# ATE Powerdisc vs. Zimmerman Xdrilled, and pads?



## VR6 Mk3 (Sep 30, 2001)

I'm pretty sure I want to go with the ATE, but the guys at German Auto Parts told me the Zimm is a more serious rotor. Just curious on some opinions. I would think, because of less surface area, that Xdrilled wouldnt work quite as well. Ill probably put stock discs on the back. This is for 11.3" VR6 Jetta. ATEs are $59 from GAP, Zimms $69, so im looking in this price range. Car is AutoXed occasionally.
Also, Mintex Red Box pads are what I'm looking at right now...pros and cons of these?

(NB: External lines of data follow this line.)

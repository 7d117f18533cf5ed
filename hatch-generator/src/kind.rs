//! Generator kinds.

use std::{fmt, str::FromStr};

use serde::Serialize;

/// What a generator scaffolds. Also selects the template set.
#[derive(Debug, Clone, Copy, PartialEq, Eq, Hash, Serialize)]
#[serde(rename_all = "kebab-case")]
pub enum Kind {
    /// Self-contained module with a controller, hooks, entities and services
    SubApp,
    /// Single controller with its test file
    Controller,
    /// ORM entity
    Entity,
    /// Hook decorator
    Hook,
    /// Service class
    Service,
    /// Entity plus a CRUD controller bound to it
    RestApi,
}

impl Kind {
    /// Every kind, in the order they are listed to users.
    pub const ALL: [Kind; 6] = [
        Kind::SubApp,
        Kind::Controller,
        Kind::Entity,
        Kind::Hook,
        Kind::Service,
        Kind::RestApi,
    ];

    /// Returns the kind identifier as a static string.
    pub fn as_str(&self) -> &'static str {
        match self {
            Kind::SubApp => "sub-app",
            Kind::Controller => "controller",
            Kind::Entity => "entity",
            Kind::Hook => "hook",
            Kind::Service => "service",
            Kind::RestApi => "rest-api",
        }
    }

    /// One-line description shown by `hatch list`.
    pub fn description(&self) -> &'static str {
        match self {
            Kind::SubApp => "module with its own controller, hooks, entities and services",
            Kind::Controller => "controller class and its test file",
            Kind::Entity => "ORM entity",
            Kind::Hook => "hook decorator",
            Kind::Service => "service class",
            Kind::RestApi => "entity and a CRUD controller for it",
        }
    }
}

impl fmt::Display for Kind {
    fn fmt(&self, f: &mut fmt::Formatter<'_>) -> fmt::Result {
        write!(f, "{}", self.as_str())
    }
}

impl FromStr for Kind {
    type Err = String;

    fn from_str(s: &str) -> Result<Self, Self::Err> {
        match s.to_lowercase().as_str() {
            "sub-app" | "subapp" | "sub_app" => Ok(Kind::SubApp),
            "controller" => Ok(Kind::Controller),
            "entity" => Ok(Kind::Entity),
            "hook" => Ok(Kind::Hook),
            "service" => Ok(Kind::Service),
            "rest-api" | "restapi" | "rest_api" => Ok(Kind::RestApi),
            _ => Err(format!(
                "unknown generator '{}', expected one of: {}",
                s,
                Kind::ALL.map(|k| k.as_str()).join(", ")
            )),
        }
    }
}
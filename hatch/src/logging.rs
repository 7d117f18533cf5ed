//! Diagnostic logging to stderr.
//!
//! `HATCH_LOG` takes an env-filter directive (e.g. `hatchling_generator=debug`)
//! and wins over `-v`. Without it, each `-v` raises the level one step from
//! `warn`.

use tracing_subscriber::EnvFilter;

/// Environment variable holding the log filter.
pub const ENV_VAR: &str = "HATCH_LOG";

/// Default filter directive for a `-v` count.
pub fn level(verbose: u8) -> &'static str {
    match verbose {
        0 => "warn",
        1 => "info",
        2 => "debug",
        _ => "trace",
    }
}

/// Install the global subscriber.
///
/// If one is already installed it is kept, and the refusal is logged to it.
pub fn init(verbose: u8) {
    let filter =
        EnvFilter::try_from_env(ENV_VAR).unwrap_or_else(|_| EnvFilter::new(level(verbose)));

    if let Err(e) = tracing_subscriber::fmt()
        .with_env_filter(filter)
        .with_writer(std::io::stderr)
        .with_target(false)
        .without_time()
        .try_init()
    {
        tracing::debug!(error = %e, "logging already initialized");
    }
}
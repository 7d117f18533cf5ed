//! List operation - available generators and templates.

use hatchling_generator::{BUILTIN, Kind};

use crate::reports::{GeneratorInfo, ListReport};

/// Describe every generator kind with its built-in templates.
pub fn list() -> ListReport {
    let generators = Kind::ALL
        .iter()
        .map(|&kind| GeneratorInfo {
            kind,
            description: kind.description(),
            templates: BUILTIN
                .iter()
                .filter(|(k, _, _)| *k == kind)
                .map(|(_, path, _)| *path)
                .collect(),
        })
        .collect();

    ListReport { generators }
}

#[cfg(test)]
mod tests {
    use super::*;

    #[test]
    fn test_list_covers_every_kind() {
        let report = list();

        assert_eq!(report.generators.len(), Kind::ALL.len());
        assert!(report.generators.iter().all(|g| !g.templates.is_empty()));
    }

    #[test]
    fn test_list_json() {
        let report = list();
        let json = serde_json::to_value(&report).unwrap();

        assert_eq!(json["generators"][0]["kind"], "sub-app");
        assert_eq!(json["generators"][5]["kind"], "rest-api");
        assert_eq!(
            json["generators"][5]["templates"],
            serde_json::json!(["entity.ts", "controller.ts"])
        );
    }
}
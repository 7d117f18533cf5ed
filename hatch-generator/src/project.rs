//! The project a generator runs against.

use std::path::{Path, PathBuf};

use hatchling_config::Config;
use hatchling_core::FileSystem;

use crate::Templates;

/// Filesystem, base directory, configuration and templates for one run.
///
/// Every path handed to a generator is relative to [`Project::base`]; the
/// process working directory is never consulted.
pub struct Project<'a> {
    fs: &'a dyn FileSystem,
    base: PathBuf,
    config: Config,
    templates: Templates,
}

impl<'a> Project<'a> {
    /// Create a project rooted at `base`.
    ///
    /// A relative `templates.dir` in the configuration is resolved against
    /// `base`.
    pub fn new(fs: &'a dyn FileSystem, base: impl Into<PathBuf>, config: Config) -> Self {
        let base = base.into();
        let templates = match &config.templates.dir {
            Some(dir) => Templates::with_overrides(base.join(dir)),
            None => Templates::builtin(),
        };
        Self {
            fs,
            base,
            config,
            templates,
        }
    }

    pub fn fs(&self) -> &dyn FileSystem {
        self.fs
    }

    pub fn config(&self) -> &Config {
        &self.config
    }

    pub fn templates(&self) -> &Templates {
        &self.templates
    }

    /// Absolute (or base-relative) location of a project-relative path.
    pub fn path(&self, rel: impl AsRef<Path>) -> PathBuf {
        let rel = rel.as_ref();
        if rel.as_os_str().is_empty() {
            self.base.clone()
        } else {
            self.base.join(rel)
        }
    }

    /// Whether a project-relative path is an existing directory.
    pub fn is_dir(&self, rel: impl AsRef<Path>) -> bool {
        self.fs.is_dir(&self.path(rel))
    }
}

#[cfg(test)]
mod tests {
    use hatchling_core::MemoryFs;

    use super::*;

    #[test]
    fn test_path_joins_base() {
        let fs = MemoryFs::new();
        let project = Project::new(&fs, "work", Config::default());

        assert_eq!(project.path("src/app"), PathBuf::from("work/src/app"));
        assert_eq!(project.path(""), PathBuf::from("work"));
    }

    #[test]
    fn test_is_dir() {
        let fs = MemoryFs::new().with_dir("work/src/app");
        let project = Project::new(&fs, "work", Config::default());

        assert!(project.is_dir("src/app"));
        assert!(project.is_dir(""));
        assert!(!project.is_dir("sub-apps"));
    }

    #[test]
    fn test_template_overrides_resolved_against_base() {
        let fs = MemoryFs::new();
        let mut config = Config::default();
        config.templates.dir = Some(PathBuf::from(".hatch/templates"));

        let project = Project::new(&fs, "work", config);

        assert_eq!(
            project.templates().overrides(),
            Some(Path::new("work/.hatch/templates"))
        );
    }
}
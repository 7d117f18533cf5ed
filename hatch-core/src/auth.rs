//! Authenticator contract shared by generated applications.

use serde_json::Value;

/// Turns raw credentials into a user.
///
/// `validate` checks the shape of an untyped payload (typically a request
/// body) and produces typed credentials; `authenticate` looks the user up.
/// Returning `None` means the credentials are well-formed but do not match
/// any user.
pub trait Authenticator {
    type Credentials;
    type User;
    type Error;

    fn validate(&self, payload: &Value) -> Result<Self::Credentials, Self::Error>;

    fn authenticate(&self, credentials: &Self::Credentials) -> Option<Self::User>;

    /// Validate then authenticate in one call.
    fn login(&self, payload: &Value) -> Result<Option<Self::User>, Self::Error> {
        let credentials = self.validate(payload)?;
        Ok(self.authenticate(&credentials))
    }
}
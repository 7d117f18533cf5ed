//! Values available to templates.

use hatchling_config::Config;
use hatchling_core::Names;
use serde::Serialize;

/// The context a template is rendered with.
///
/// Field names are the placeholders templates use, e.g.
/// `{{ upper_first_camel_name }}`.
#[derive(Debug, Clone, PartialEq, Eq, Serialize)]
pub struct TemplateContext {
    pub kebab_name: String,
    pub camel_name: String,
    pub upper_first_camel_name: String,
    /// Module decorators and HTTP responses are imported from
    pub framework: String,
    /// Module ORM symbols are imported from
    pub orm: String,
    /// Import path from a generated controller to its entity
    pub entity_import: String,
}

impl TemplateContext {
    pub fn new(names: &Names, config: &Config) -> Self {
        Self {
            kebab_name: names.kebab.clone(),
            camel_name: names.camel.clone(),
            upper_first_camel_name: names.pascal.clone(),
            framework: config.project.framework.clone(),
            orm: config.project.orm.clone(),
            entity_import: "../entities".to_string(),
        }
    }

    pub fn with_entity_import(mut self, entity_import: impl Into<String>) -> Self {
        self.entity_import = entity_import.into();
        self
    }
}
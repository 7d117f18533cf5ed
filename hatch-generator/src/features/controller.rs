use hatchling_core::Names;

use super::single_file;
use crate::{Kind, Plan, Project, TemplateContext, layout::locate};

const COLLECTION: &str = "controllers";

pub(super) fn plan(project: &Project<'_>, names: &Names) -> Plan {
    let location = locate(project, COLLECTION);
    let context = TemplateContext::new(names, project.config());
    let symbol = format!("{}Controller", names.pascal);

    let generator = single_file(
        Kind::Controller,
        project,
        &location,
        &context,
        "controller.ts",
        "controller",
        &symbol,
    )
    .render_template(
        "controller.spec.ts",
        &context,
        Some(&format!("{}.controller.spec.ts", names.kebab)),
    );

    Plan::new(Kind::Controller, names.clone()).then(generator)
}

#[cfg(test)]
mod tests {
    use hatchling_config::Config;
    use hatchling_core::MemoryFs;

    use super::*;

    #[test]
    fn test_plan_inside_app() {
        let fs = MemoryFs::new().with_dir("src/app");
        let project = Project::new(&fs, "", Config::default());
        let names = Names::new("api_key").unwrap();

        let steps: Vec<String> = plan(&project, &names).steps().map(|s| s.to_string()).collect();
        assert_eq!(
            steps,
            vec![
                "mkdir src/app/controllers",
                "render src/app/controllers/api-key.controller.ts <- controller/controller.ts",
                "update src/app/controllers/index.ts",
                "render src/app/controllers/api-key.controller.spec.ts <- controller/controller.spec.ts",
            ]
        );
    }
}
//! Where generated artifacts land in a project.

use std::path::{Path, PathBuf};

use crate::Project;

/// How the root for a collection was chosen.
#[derive(Debug, Clone, Copy, PartialEq, Eq)]
pub enum Placement {
    /// Inside the application directory, e.g. `src/app/hooks`
    App,
    /// A collection directory at the project base, e.g. `hooks`
    Collection,
    /// Directly at the project base; no barrel file is maintained
    Bare,
}

impl Placement {
    pub fn is_bare(&self) -> bool {
        matches!(self, Placement::Bare)
    }
}

/// A resolved root directory for one collection.
#[derive(Debug, Clone, PartialEq, Eq)]
pub struct Location {
    pub placement: Placement,
    /// Relative to the project base; empty when bare.
    pub root: PathBuf,
}

impl Location {
    pub fn root(&self) -> &Path {
        &self.root
    }

    pub fn is_bare(&self) -> bool {
        self.placement.is_bare()
    }
}

/// Pick the root for `collection` (e.g. `"sub-apps"`).
///
/// The configured application directory wins when it exists. Otherwise a
/// directory named after the collection at the project base is used. Failing
/// both, artifacts go straight into the base.
pub fn locate(project: &Project<'_>, collection: &str) -> Location {
    let app_dir = &project.config().project.app_dir;

    let location = if project.is_dir(app_dir) {
        Location {
            placement: Placement::App,
            root: app_dir.join(collection),
        }
    } else if project.is_dir(collection) {
        Location {
            placement: Placement::Collection,
            root: PathBuf::from(collection),
        }
    } else {
        Location {
            placement: Placement::Bare,
            root: PathBuf::new(),
        }
    };

    tracing::info!(
        collection,
        placement = ?location.placement,
        root = %location.root.display(),
        "resolved layout"
    );
    location
}

#[cfg(test)]
mod tests {
    use hatchling_config::Config;
    use hatchling_core::MemoryFs;

    use super::*;

    #[test]
    fn test_locate_app_dir() {
        let fs = MemoryFs::new().with_dir("src/app").with_dir("sub-apps");
        let project = Project::new(&fs, "", Config::default());

        let location = locate(&project, "sub-apps");
        assert_eq!(location.placement, Placement::App);
        assert_eq!(location.root, PathBuf::from("src/app/sub-apps"));
    }

    #[test]
    fn test_locate_collection_dir() {
        let fs = MemoryFs::new().with_dir("hooks");
        let project = Project::new(&fs, "", Config::default());

        let location = locate(&project, "hooks");
        assert_eq!(location.placement, Placement::Collection);
        assert_eq!(location.root, PathBuf::from("hooks"));
    }

    #[test]
    fn test_locate_bare() {
        let fs = MemoryFs::new();
        let project = Project::new(&fs, "", Config::default());

        let location = locate(&project, "services");
        assert!(location.is_bare());
        assert_eq!(location.root, PathBuf::new());
    }

    #[test]
    fn test_locate_custom_app_dir() {
        let fs = MemoryFs::new().with_dir("web/app").with_dir("src/app");
        let mut config = Config::default();
        config.project.app_dir = PathBuf::from("web/app");
        let project = Project::new(&fs, "", config);

        let location = locate(&project, "entities");
        assert_eq!(location.root, PathBuf::from("web/app/entities"));
    }

    #[test]
    fn test_locate_uses_project_base() {
        let fs = MemoryFs::new().with_dir("work/src/app").with_dir("src/app");
        let project = Project::new(&fs, "other", Config::default());

        assert!(locate(&project, "hooks").is_bare());
    }
}
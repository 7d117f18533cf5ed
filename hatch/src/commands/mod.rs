mod completions;
mod generate;
mod list;

use std::path::PathBuf;

use clap::{ArgAction, Parser, Subcommand};
use completions::CompletionsCommand;
use eyre::Result;
use generate::GenerateCommand;
use hatchling_core::NameError;
use list::ListCommand;

/// Extension trait for exiting on diagnostics with pretty formatting
pub(crate) trait UnwrapOrExit<T> {
    fn unwrap_or_exit(self) -> T;
}

impl<T> UnwrapOrExit<T> for hatchling_config::Result<T> {
    fn unwrap_or_exit(self) -> T {
        match self {
            Ok(v) => v,
            Err(e) => {
                eprintln!("{:?}", miette::Report::new(*e));
                std::process::exit(1);
            }
        }
    }
}

impl<T> UnwrapOrExit<T> for std::result::Result<T, NameError> {
    fn unwrap_or_exit(self) -> T {
        match self {
            Ok(v) => v,
            Err(e) => {
                eprintln!("{:?}", miette::Report::new(e));
                std::process::exit(1);
            }
        }
    }
}

#[derive(Parser)]
#[command(name = "hatch")]
#[command(version)]
#[command(about = "Scaffold sub-apps, controllers, entities and more for TypeScript projects")]
pub(crate) struct Cli {
    /// Project directory (defaults to the current directory)
    #[arg(short = 'C', long = "dir", global = true, default_value = ".")]
    pub dir: PathBuf,

    /// Increase log verbosity (-v info, -vv debug, -vvv trace)
    #[arg(short, long, action = ArgAction::Count, global = true)]
    pub verbose: u8,

    #[command(subcommand)]
    command: Commands,
}

impl Cli {
    pub fn run(&self) -> Result<()> {
        match &self.command {
            Commands::Generate(cmd) => cmd.run(&self.dir),
            Commands::List(cmd) => cmd.run(),
            Commands::Completions(cmd) => cmd.run(),
        }
    }
}

#[derive(Subcommand)]
enum Commands {
    /// Generate a sub-app, controller, entity, hook, service or REST API
    #[command(visible_alias = "g")]
    Generate(GenerateCommand),

    /// List available generators and their templates
    List(ListCommand),

    /// Generate shell completions
    Completions(CompletionsCommand),
}

#[cfg(test)]
mod tests {
    use clap::CommandFactory;
    use hatchling_generator::Kind;

    use super::*;

    #[test]
    fn test_cli_is_well_formed() {
        Cli::command().debug_assert();
    }

    #[test]
    fn test_parse_generate_alias() {
        let cli = Cli::try_parse_from(["hatch", "-vv", "g", "sub-app", "shop", "--dry-run"]).unwrap();

        assert_eq!(cli.verbose, 2);
        assert_eq!(cli.dir, PathBuf::from("."));
        match cli.command {
            Commands::Generate(cmd) => {
                assert_eq!(cmd.kind, Kind::SubApp);
                assert_eq!(cmd.name.as_deref(), Some("shop"));
                assert!(cmd.dry_run);
            }
            _ => panic!("expected generate"),
        }
    }

    #[test]
    fn test_parse_global_dir_after_subcommand() {
        let cli = Cli::try_parse_from(["hatch", "generate", "entity", "user", "-C", "web"]).unwrap();
        assert_eq!(cli.dir, PathBuf::from("web"));
    }

    #[test]
    fn test_parse_unknown_kind() {
        let err = Cli::try_parse_from(["hatch", "generate", "widget", "x"])
            .err()
            .expect("unknown kind should be rejected");
        assert!(err.to_string().contains("unknown generator 'widget'"));
    }
}
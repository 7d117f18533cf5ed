use hatchling_core::Names;

use super::single_file_plan;
use crate::{Kind, Plan, Project};

pub(super) fn plan(project: &Project<'_>, names: &Names) -> Plan {
    single_file_plan(Kind::Hook, "hooks", project, names, "hook.ts", "hook", &names.pascal)
}
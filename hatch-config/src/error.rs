use std::path::PathBuf;

use miette::{Diagnostic, NamedSource, SourceSpan};
use thiserror::Error;

/// Result type for hatch.toml operations (boxed to reduce size on stack)
pub type Result<T> = std::result::Result<T, Box<Error>>;

#[derive(Debug, Error, Diagnostic)]
pub enum Error {
    #[error("failed to read '{path}'")]
    #[diagnostic(help("remove --config to fall back to the defaults"))]
    Io {
        path: PathBuf,
        #[source]
        source: std::io::Error,
    },

    #[error("failed to parse hatch.toml")]
    #[diagnostic(code(hatch::parse_error))]
    Parse {
        #[source_code]
        src: NamedSource<String>,
        #[label("parse error here")]
        span: Option<SourceSpan>,
        #[source]
        source: toml::de::Error,
    },

    #[error("{message}")]
    #[diagnostic(code(hatch::validation_error))]
    Validation {
        #[source_code]
        src: NamedSource<String>,
        #[label("{message}")]
        span: Option<SourceSpan>,
        message: String,
    },
}

impl Error {
    /// Create a parse error from a toml error with source context
    pub fn parse(source: toml::de::Error, src: &str, filename: &str) -> Box<Self> {
        let span = source.span().map(SourceSpan::from);
        Box::new(Error::Parse {
            src: NamedSource::new(filename, src.to_string()),
            span,
            source,
        })
    }

    /// Create a validation error, pointing at `key` when it appears in the source
    pub fn validation(
        message: impl Into<String>,
        key: &str,
        src: &str,
        filename: &str,
    ) -> Box<Self> {
        Box::new(Error::Validation {
            src: NamedSource::new(filename, src.to_string()),
            span: find_key_span(src, key),
            message: message.into(),
        })
    }
}

/// Locate `key = ...` in the source, returning the span of the key.
fn find_key_span(src: &str, key: &str) -> Option<SourceSpan> {
    let mut offset = 0;
    for line in src.lines() {
        let trimmed = line.trim_start();
        if let Some(rest) = trimmed.strip_prefix(key)
            && rest.trim_start().starts_with('=')
        {
            let start = offset + (line.len() - trimmed.len());
            return Some(SourceSpan::from((start, key.len())));
        }
        offset += line.len() + 1;
    }
    None
}
//! Core utilities and types for the hatch scaffolding CLI.
//!
//! This crate provides the naming rules and the filesystem capability used
//! by every generator, plus the authenticator contract that generated
//! applications implement.

pub mod auth;
mod fs;
mod names;

pub use auth::Authenticator;
#[cfg(any(test, feature = "testing"))]
pub use fs::MemoryFs;
pub use fs::{FileSystem, OsFs};
pub use names::{NameError, Names, TYPESCRIPT_RESERVED};
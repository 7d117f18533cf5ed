use hatchling_core::Names;

use super::single_file_plan;
use crate::{Kind, Plan, Project};

pub(super) fn plan(project: &Project<'_>, names: &Names) -> Plan {
    single_file_plan(
        Kind::Entity,
        "entities",
        project,
        names,
        "entity.ts",
        "entity",
        &names.pascal,
    )
}
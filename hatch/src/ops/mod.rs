//! Core operations.
//!
//! This module contains the business logic for hatch commands,
//! separated from CLI argument parsing and output rendering.

pub mod generate;
pub mod list;

pub use generate::{GenerateOptions, generate};
pub use list::list;
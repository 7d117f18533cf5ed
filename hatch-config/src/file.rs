use std::path::{Path, PathBuf};

use crate::{Config, Result};

/// Default configuration file name, looked up in the project directory.
pub const FILE_NAME: &str = "hatch.toml";

/// A loaded hatch.toml, or the defaults when the project has none.
#[derive(Debug, Clone, Default)]
pub struct HatchToml {
    path: Option<PathBuf>,
    config: Config,
}

impl HatchToml {
    /// Open and parse an explicit configuration file. The file must exist.
    pub fn open(path: impl AsRef<Path>) -> Result<Self> {
        let path = path.as_ref().to_path_buf();
        let config = Config::from_file(&path)?;
        Ok(Self {
            path: Some(path),
            config,
        })
    }

    /// Load `<dir>/hatch.toml` if present, defaults otherwise.
    pub fn discover(dir: impl AsRef<Path>) -> Result<Self> {
        let path = dir.as_ref().join(FILE_NAME);
        if path.is_file() {
            Self::open(path)
        } else {
            Ok(Self::default())
        }
    }

    /// Path the configuration was read from, if any.
    pub fn path(&self) -> Option<&Path> {
        self.path.as_deref()
    }

    /// Get the parsed configuration.
    pub fn config(&self) -> &Config {
        &self.config
    }

    pub fn into_config(self) -> Config {
        self.config
    }
}
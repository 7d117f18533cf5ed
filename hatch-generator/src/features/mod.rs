//! Feature generators: one per [`Kind`].
//!
//! Each feature probes the project layout, then builds a [`Plan`] of
//! generators. Building a plan never touches the filesystem beyond the layout
//! probe, so a plan can be printed instead of run.

mod controller;
mod entity;
mod hook;
mod rest_api;
mod service;
mod sub_app;

use eyre::Result;
use hatchling_core::Names;

use crate::{
    Generator, Kind, Plan, Project, StepRecord, TemplateContext,
    layout::{Location, locate},
    step::append_line,
};

/// Build the plan for `kind`.
pub fn plan(kind: Kind, project: &Project<'_>, names: &Names) -> Plan {
    match kind {
        Kind::SubApp => sub_app::plan(project, names),
        Kind::Controller => controller::plan(project, names),
        Kind::Entity => entity::plan(project, names),
        Kind::Hook => hook::plan(project, names),
        Kind::Service => service::plan(project, names),
        Kind::RestApi => rest_api::plan(project, names),
    }
}

/// Build and run the plan for `kind`.
pub fn generate(kind: Kind, project: &Project<'_>, names: &Names) -> Result<Vec<StepRecord>> {
    plan(kind, project, names).run(project)
}

/// `export { <symbol> } from './<module>';`
pub(crate) fn export_line(symbol: &str, module: &str) -> String {
    format!("export {{ {} }} from './{}';", symbol, module)
}

/// A generator rooted at `location` that renders one file and registers it
/// in the collection barrel.
///
/// The collection directory is created first unless the placement is bare;
/// bare placements have no barrel to update.
pub(crate) fn single_file(
    kind: Kind,
    project: &Project<'_>,
    location: &Location,
    context: &TemplateContext,
    template: &str,
    suffix: &str,
    symbol: &str,
) -> Generator {
    let module = format!("{}.{}", context.kebab_name, suffix);
    let dest = format!("{}.ts", module);

    let mut generator = Generator::new(kind, location.root());
    if !location.is_bare() {
        generator = generator.mkdir_if_missing("");
    }
    generator = generator.render_template(template, context, Some(&dest));
    if !location.is_bare() {
        let dedupe = project.config().generate.dedupe_exports;
        generator =
            generator.update_file("index.ts", append_line(export_line(symbol, &module), dedupe));
    }
    generator
}

/// Locate a collection and build a single-file plan for it.
pub(crate) fn single_file_plan(
    kind: Kind,
    collection: &str,
    project: &Project<'_>,
    names: &Names,
    template: &str,
    suffix: &str,
    symbol: &str,
) -> Plan {
    let location = locate(project, collection);
    let context = TemplateContext::new(names, project.config());
    let generator = single_file(kind, project, &location, &context, template, suffix, symbol);
    Plan::new(kind, names.clone()).then(generator)
}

[Modified by VR6 Mk3, 8:09 AM 7-30-2002]


----------



## SurrealGTI (Feb 19, 2001)

*Re: ATE Powerdisc vs. Zimmerman Xdrilled, and pads? (VR6 Mk3)*

If you're concerned w/ rust and looks, don't go w/ Zimmerman.


----------



## bugged (Mar 20, 2002)

*Re: ATE Powerdisc vs. Zimmerman Xdrilled, and pads? (SurrealGTI)*

Drilled or slotted bump you out of STOCK classing. Rust happens to all disks-because they are made from steel.


----------



## EpicVW (Feb 10, 2000)

*Re: ATE Powerdisc vs. Zimmerman Xdrilled, and pads? (bugged)*

I have talked to a few friends that have had rotor warping problems with slotted. I have been running cross-drilled (of varying brands) with no major problems for quite some time now.


----------



## SurrealGTI (Feb 19, 2001)

*Re: ATE Powerdisc vs. Zimmerman Xdrilled, and pads? (bugged)*

quote:[HR][/HR]Drilled or slotted bump you out of STOCK classing. Rust happens to all disks-because they are made from steel.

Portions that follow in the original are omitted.